### [Work item]
Every entry, exactly as given, must be retyped.

### [Stored data]

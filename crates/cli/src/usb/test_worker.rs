//! Scripted stand-in for the libusb worker thread
//!
//! Answers bridge commands the way a cooperative audio-capable accessory
//! would, and records each command it served.

use accessory::test_utils::audio_accessory_configuration;
use common::{DeviceHandleId, OpenedDevice, UsbCommand, UsbDeviceSummary, UsbWorker};
use protocol::{IsoPacket, UsbError};
use std::collections::VecDeque;
use std::thread::JoinHandle;

/// Spawn a worker that replies to isochronous reads from `iso_replies` in
/// order, then with `NoDevice` once the script runs out
pub fn spawn_fake_worker(
    worker: UsbWorker,
    iso_replies: Vec<Result<Vec<IsoPacket>, UsbError>>,
) -> JoinHandle<Vec<String>> {
    let mut iso_replies = VecDeque::from(iso_replies);
    std::thread::spawn(move || {
        let mut seen = Vec::new();
        while let Ok(cmd) = worker.recv_command() {
            match cmd {
                UsbCommand::OpenDevice { response, .. } => {
                    seen.push("open".to_string());
                    let _ = response.send(Ok(OpenedDevice {
                        handle: DeviceHandleId(1),
                        summary: UsbDeviceSummary {
                            bus_number: 1,
                            device_address: 4,
                            vendor_id: 0x18d1,
                            product_id: 0x2d02,
                            manufacturer: None,
                            product: None,
                            serial_number: None,
                        },
                        configurations: vec![audio_accessory_configuration(1)],
                        active_configuration: Some(1),
                    }));
                }
                UsbCommand::ClaimInterface {
                    interface,
                    response,
                    ..
                } => {
                    seen.push(format!("claim {}", interface));
                    let _ = response.send(Ok(()));
                }
                UsbCommand::SelectAlternate {
                    interface,
                    alternate,
                    response,
                    ..
                } => {
                    seen.push(format!("alt {} {}", interface, alternate));
                    let _ = response.send(Ok(()));
                }
                UsbCommand::ReleaseInterface {
                    interface,
                    response,
                    ..
                } => {
                    seen.push(format!("release {}", interface));
                    let _ = response.send(Ok(()));
                }
                UsbCommand::IsochronousIn { response, .. } => {
                    seen.push("iso".to_string());
                    let reply = iso_replies.pop_front().unwrap_or(Err(UsbError::NoDevice));
                    let _ = response.send(reply);
                }
                UsbCommand::CloseDevice { response, .. } => {
                    seen.push("close".to_string());
                    let _ = response.send(());
                }
                UsbCommand::Shutdown => break,
                other => panic!("unexpected command: {:?}", other),
            }
        }
        seen
    })
}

### [Solution to this exercise]
filename crates/cli/src/usb/test_worker.rs
//! Scripted stand-in for the libusb worker thread
//!
//! Answers bridge commands the way a cooperative audio-capable accessory
//! would, and records each command it served.

use accessory::test_utils::audio_accessory_configuration;
use common::{DeviceHandleId, OpenedDevice, UsbCommand, UsbDeviceSummary, UsbWorker};
use protocol::{IsoPacket, UsbError};
use std::collections::VecDeque;
use std::thread::JoinHandle;

/// Spawn a worker that replies to isochronous reads from `iso_replies` in
/// order, then with `NoDevice` once the script runs out
pub fn spawn_fake_worker(
    worker: UsbWorker,
    iso_replies: Vec<Result<Vec<IsoPacket>, UsbError>>,
) -> JoinHandle<Vec<String>> {
    let mut iso_replies = VecDeque::from(iso_replies);
    std::thread::spawn(move || {
        let mut seen = Vec::new();
        while let Ok(cmd) = worker.recv_command() {
            match cmd {
                UsbCommand::OpenDevice { response, .. } => {
                    seen.push("open".to_string());
                    let _ = response.send(Ok(OpenedDevice {
                        handle: DeviceHandleId(1),
                        summary: UsbDeviceSummary {
                            bus_number: 1,
                            device_address: 4,
                            vendor_id: 0x18d1,
                            product_id: 0x2d02,
                            manufacturer: None,
                            product: None,
                            serial_number: None,
                        },
                        configurations: vec![audio_accessory_configuration(1)],
                        active_configuration: Some(1),
                    }));
                }
                UsbCommand::ClaimInterface {
                    interface,
                    response,
                    ..
                } => {
                    seen.push(format!("claim {}", interface));
                    let _ = response.send(Ok(()));
                }
                UsbCommand::SelectAlternate {
                    interface,
                    alternate,
                    response,
                    ..
                } => {
                    seen.push(format!("alt {} {}", interface, alternate));
                    let _ = response.send(Ok(()));
                }
                UsbCommand::ReleaseInterface {
                    interface,
                    response,
                    ..
                } => {
                    seen.push(format!("release {}", interface));
                    let _ = response.send(Ok(()));
                }
                UsbCommand::IsochronousIn { response, .. } => {
                    seen.push("iso".to_string());
                    let reply = iso_replies.pop_front().unwrap_or(Err(UsbError::NoDevice));
                    let _ = response.send(reply);
                }
                UsbCommand::CloseDevice { response, .. } => {
                    seen.push("close".to_string());
                    let _ = response.send(());
                }
                UsbCommand::Shutdown => break,
                other => panic!("unexpected command: {:?}", other),
            }
        }
        seen
    })
}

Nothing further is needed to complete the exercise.